Genovese, si’ alle intercettazioni. Avvisato il presidente dei revisori Zaccone

Torna alla Camera dei Deputati il caso Genovese e le lobby della formazione professionale. Sciogliendo la riserva, il gip Giovanni De Marco ha detto sì all’utilizzo delle intercettazioni telefoniche “casuali” delle conversazioni dell’onorevole effettuate dalla Polizia. Un centinaio le conversazioni che secondo il giudice, come richiesto dalla Procura, possono entrare a far parte del castello accusatorio nei confronti dell’esponente politico, poiché non effettuate direttamente a carico del parlamentare. Anche in questo caso le conversazioni tornano all’esame della Camera, che deve decidere se cassare o meno le guarentigie parlamentari e dare il via libera definitiva alle intercettazioni.

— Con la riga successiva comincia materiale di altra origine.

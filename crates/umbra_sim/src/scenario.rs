//! Scenario files
//!
//! A scenario describes a level in TOML: occluders, enemies and their
//! routes, a keyframed target, an optional flashlight and scripted noises.
//!
//! # Example Scenario
//!
//! ```toml
//! name = "cellar"
//! tick_rate = 30.0
//! duration = 20.0
//!
//! [[occluders]]
//! shape = "box"
//! min = { x = -4.0, y = 0.0, z = 6.0 }
//! max = { x = 4.0, y = 3.0, z = 6.5 }
//!
//! [[agents]]
//! name = "crawler"
//! preset = "stalker"
//! position = { x = 0.0, y = 0.0, z = 0.0 }
//! waypoints = [{ x = 0.0, y = 0.0, z = 10.0 }, { x = 10.0, y = 0.0, z = 10.0 }]
//!
//! [agents.overrides]
//! chase_speed = 8.0
//!
//! [[target.keyframes]]
//! time = 0.0
//! position = { x = 0.0, y = 0.0, z = 12.0 }
//!
//! [[noises]]
//! time = 2.0
//! position = { x = 3.0, y = 0.0, z = 4.0 }
//! gait = "run"
//! ```

use crate::error::{Result, SimError};
use serde::{Deserialize, Serialize};
use std::path::Path;
use umbra_ai::emitter::{Gait, NoiseEmitter};
use umbra_ai::noise::DEFAULT_NOISE_LIFETIME;
use umbra_ai::profile::AgentProfile;
use umbra_ai::scene::ColliderShape;
use umbra_math::{inverse_lerp, Vec3, AABB};

/// A complete scenario
#[derive(Debug, Clone, Serialize, Deserialize)]
#[serde(default)]
pub struct Scenario {
    pub name: String,
    pub tick_rate: f64,
    /// Seconds of simulated time before the run stops
    pub duration: f64,
    pub noise_lifetime: f64,
    /// Walkable area; agents outside it must snap onto it at startup
    pub walkable: Option<AABB>,
    pub stopping_tolerance: f32,
    pub occluders: Vec<ColliderShape>,
    pub agents: Vec<AgentSpec>,
    pub target: Option<TargetSpec>,
    pub flashlight: Option<FlashlightSpec>,
    /// Loudness presets for scripted gait and throw noises
    pub emitter: NoiseEmitter,
    pub noises: Vec<NoiseSpec>,
}

impl Default for Scenario {
    fn default() -> Self {
        Self {
            name: "unnamed".to_string(),
            tick_rate: 60.0,
            duration: 30.0,
            noise_lifetime: DEFAULT_NOISE_LIFETIME,
            walkable: None,
            stopping_tolerance: 0.1,
            occluders: Vec::new(),
            agents: Vec::new(),
            target: None,
            flashlight: None,
            emitter: NoiseEmitter::default(),
            noises: Vec::new(),
        }
    }
}

/// One enemy
#[derive(Debug, Clone, Serialize, Deserialize)]
pub struct AgentSpec {
    pub name: String,
    #[serde(default = "default_preset")]
    pub preset: String,
    /// Profile fields replacing the preset's values
    #[serde(default)]
    pub overrides: Option<toml::Table>,
    pub position: Vec3,
    #[serde(default = "default_forward")]
    pub forward: Vec3,
    #[serde(default)]
    pub waypoints: Vec<Vec3>,
}

fn default_preset() -> String {
    "listener".to_string()
}

fn default_forward() -> Vec3 {
    Vec3::Z
}

impl AgentSpec {
    /// Preset with overrides applied
    pub fn resolve_profile(&self) -> Result<AgentProfile> {
        let preset = AgentProfile::preset(&self.preset).ok_or_else(|| {
            SimError::InvalidScenario(format!("Agent '{}': unknown preset '{}'", self.name, self.preset))
        })?;

        let Some(overrides) = &self.overrides else {
            return Ok(preset);
        };

        let mut table = match toml::Value::try_from(&preset) {
            Ok(toml::Value::Table(table)) => table,
            Ok(_) | Err(_) => {
                return Err(SimError::InvalidScenario(format!(
                    "Agent '{}': preset could not be expanded",
                    self.name
                )))
            }
        };
        merge_tables(&mut table, overrides);

        toml::Value::Table(table).try_into().map_err(SimError::from)
    }
}

/// Overlay `overrides` onto `base`, descending into nested tables
fn merge_tables(base: &mut toml::Table, overrides: &toml::Table) {
    for (key, value) in overrides {
        if let (Some(toml::Value::Table(inner)), toml::Value::Table(patch)) = (base.get_mut(key), value) {
            merge_tables(inner, patch);
            continue;
        }
        base.insert(key.clone(), value.clone());
    }
}

/// A position (and stance) at a point in time
#[derive(Debug, Clone, Copy, Serialize, Deserialize)]
pub struct TargetKeyframe {
    pub time: f64,
    pub position: Vec3,
    #[serde(default)]
    pub crouching: bool,
}

/// The hunted character
#[derive(Debug, Clone, Serialize, Deserialize)]
pub struct TargetSpec {
    /// Collision radius used for occlusion
    #[serde(default = "default_target_radius")]
    pub radius: f32,
    pub keyframes: Vec<TargetKeyframe>,
}

fn default_target_radius() -> f32 {
    0.4
}

impl TargetSpec {
    /// Interpolated position and held stance at `time`
    pub fn sample(&self, time: f64) -> Option<(Vec3, bool)> {
        sample_track(&self.keyframes, time, |k| k.time, |a, b, t| {
            (a.position.lerp(b.position, t), a.crouching)
        })
    }
}

/// Flashlight pose at a point in time
#[derive(Debug, Clone, Copy, Serialize, Deserialize)]
pub struct FlashlightKeyframe {
    pub time: f64,
    pub position: Vec3,
    pub forward: Vec3,
    #[serde(default = "default_true")]
    pub enabled: bool,
}

fn default_true() -> bool {
    true
}

/// Flashlight carried by the target
#[derive(Debug, Clone, Serialize, Deserialize)]
pub struct FlashlightSpec {
    #[serde(default = "default_light_range")]
    pub range: f32,
    #[serde(default = "default_spot_angle")]
    pub spot_angle: f32,
    pub keyframes: Vec<FlashlightKeyframe>,
}

fn default_light_range() -> f32 {
    20.0
}

fn default_spot_angle() -> f32 {
    60.0
}

impl FlashlightSpec {
    /// Interpolated pose and held switch state at `time`
    pub fn sample(&self, time: f64) -> Option<(Vec3, Vec3, bool)> {
        sample_track(&self.keyframes, time, |k| k.time, |a, b, t| {
            (
                a.position.lerp(b.position, t),
                a.forward.lerp(b.forward, t).normalize_or_zero(),
                a.enabled,
            )
        })
    }
}

/// A scripted noise
#[derive(Debug, Clone, Copy, Serialize, Deserialize)]
pub struct NoiseSpec {
    pub time: f64,
    pub position: Vec3,
    /// Explicit loudness
    #[serde(default)]
    pub intensity: Option<f32>,
    /// Footstep loudness from the emitter presets
    #[serde(default)]
    pub gait: Option<Gait>,
    /// Thrown-object impact from the emitter presets
    #[serde(default)]
    pub throw: bool,
}

/// Sample a keyframe track. Values hold before the first and after the
/// last keyframe; `blend` receives the surrounding pair and a 0..1 factor.
fn sample_track<K, T>(
    keys: &[K],
    time: f64,
    key_time: impl Fn(&K) -> f64,
    blend: impl Fn(&K, &K, f32) -> T,
) -> Option<T> {
    let first = keys.first()?;
    if time <= key_time(first) {
        return Some(blend(first, first, 0.0));
    }

    for pair in keys.windows(2) {
        let (a, b) = (&pair[0], &pair[1]);
        if time < key_time(b) {
            let t = inverse_lerp(key_time(a) as f32, key_time(b) as f32, time as f32);
            return Some(blend(a, b, t));
        }
    }

    let last = keys.last()?;
    Some(blend(last, last, 0.0))
}

impl Scenario {
    /// Read and validate a scenario file
    pub fn load(path: impl AsRef<Path>) -> Result<Self> {
        let path = path.as_ref();
        let content = std::fs::read_to_string(path).map_err(|source| SimError::Io {
            path: path.to_path_buf(),
            source,
        })?;
        let scenario = Self::from_toml(&content)?;
        log::info!("Loaded scenario '{}' from {}", scenario.name, path.display());
        Ok(scenario)
    }

    pub fn from_toml(content: &str) -> Result<Self> {
        let scenario: Self = toml::from_str(content)?;
        scenario.validate()?;
        Ok(scenario)
    }

    /// Structural checks the runner relies on
    pub fn validate(&self) -> Result<()> {
        if !(self.tick_rate.is_finite() && self.tick_rate > 0.0) {
            return Err(SimError::InvalidScenario(format!("tick_rate must be positive, got {}", self.tick_rate)));
        }
        if !(self.duration.is_finite() && self.duration >= 0.0) {
            return Err(SimError::InvalidScenario(format!("duration must not be negative, got {}", self.duration)));
        }
        if self.agents.is_empty() {
            log::warn!("Scenario '{}' has no agents", self.name);
        }

        let mut names: Vec<&str> = self.agents.iter().map(|a| a.name.as_str()).collect();
        names.sort_unstable();
        if let Some(pair) = names.windows(2).find(|pair| pair[0] == pair[1]) {
            return Err(SimError::InvalidScenario(format!("duplicate agent name '{}'", pair[0])));
        }

        if let Some(target) = &self.target {
            check_sorted("target", target.keyframes.iter().map(|k| k.time))?;
        }
        if let Some(light) = &self.flashlight {
            check_sorted("flashlight", light.keyframes.iter().map(|k| k.time))?;
        }
        Ok(())
    }
}

fn check_sorted(track: &str, times: impl Iterator<Item = f64>) -> Result<()> {
    let mut previous = f64::NEG_INFINITY;
    for time in times {
        if time < previous {
            return Err(SimError::InvalidScenario(format!("{} keyframes are not in time order", track)));
        }
        previous = time;
    }
    Ok(())
}
//! Umbra AI - Perception and Behavior for Stealth-Horror Enemies
//!
//! This crate decides, every tick, what an enemy believes about the
//! world and which behavior it runs.
//!
//! # Features
//!
//! - Shared noise log with expiry and two listening policies
//! - Line of sight with view cone and occlusion
//! - Light exposure reports and a flashlight scanner
//! - Proximity hunters that light freezes instead of provoking
//! - Patrol / investigate / chase arbitration with cooldowns and memory
//! - Delayed one-shot proximity kill
//!
//! # Example
//!
//! ```ignore
//! use umbra_ai::prelude::*;
//!
//! let mut noise = NoiseLog::default();
//! let mut agent = BehaviorAgent::new(EntityId(1), AgentProfile::stalker(), waypoints)?;
//! agent.start(&mut mover)?;
//!
//! noise.expire(now);
//! noise.report(footstep, 1.0);
//! let report = agent.tick(&ctx, &mut actuators);
//! ```

pub mod agent;
pub mod clock;
pub mod emitter;
pub mod error;
pub mod kill;
pub mod light;
pub mod locomotion;
pub mod noise;
pub mod profile;
pub mod scene;
pub mod services;
pub mod sight;
pub mod state;

pub mod prelude {
    pub use crate::agent::{Actuators, AgentPose, BehaviorAgent, TargetState, TickContext, TickReport};
    pub use crate::clock::{Deadline, SimClock, SimTime};
    pub use crate::emitter::{Gait, NoiseEmitter};
    pub use crate::error::AiError;
    pub use crate::kill::KillTrigger;
    pub use crate::light::{Flashlight, LightExposure, LitAgent};
    pub use crate::locomotion::{has_arrived, Locomotion, StraightLineMover};
    pub use crate::noise::{HeardNoise, NoiseEvent, NoiseId, NoiseLog, NoisePolicy};
    pub use crate::profile::{AgentProfile, LightReaction, SenseSet};
    pub use crate::scene::{ColliderScene, ColliderShape};
    pub use crate::services::{AlwaysStanding, Eliminator, EntityId, Posture};
    pub use crate::sight::{LineOfSight, Occlusion, OpenSpace, RaycastHit, Visibility};
    pub use crate::state::{AggroCause, Behavior, PerceptionState};
}

pub use error::Result;
pub use prelude::*;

Ad essere intercettato direttamente era ad esempio Dario Zaccone, commercialista del gruppo e oggi nel collegio dei revisori del Comune di Messina. Ecco perché gli è stato notificato un avviso di proroga delle indagini preliminari, relativo anche alla posizione di Salvatore La Macchia, il fedelissimo di Genovese ai domiciliari da marzo, e il fratello Massimiliano. Per loro l’ipotesi è di associazione a delinquere. I due erano “ascoltati” dal Commissariato di Patti e la Squadra Mobile di Messina nell’ambito dell’inchiesta su Francesco e Maria Tindara Gullo, la deputata Pd ed il padre proprio in questi giorni comparsi davanti al gup di Patti e rinviati a giudizio.

Intanto ieri è cominciato il “secondo round” sulle esigenze cautelari per l’onorevole Genovese. La palla è passata al Tribunale del Riesame che ieri ha trattato il ricorso degli avvocati Nino Favazzo e Carlo Paliero. I legali hanno chiesto una misura meno restrittiva dei domiciliari concessi dal gip De Marco dopo 6 giorni di carcere. Il procuratore aggiunto Sebastiano Ardita, in udienza insieme ai sostituti impegnati nel caso, si è opposto depositando ulteriore documentazione. Una lunga udienza, quella di ieri, che ha fatto slittare la trattazione dell’appello “opposto”, quello della Procura: per i magistrati Genovese non andava scarcerato.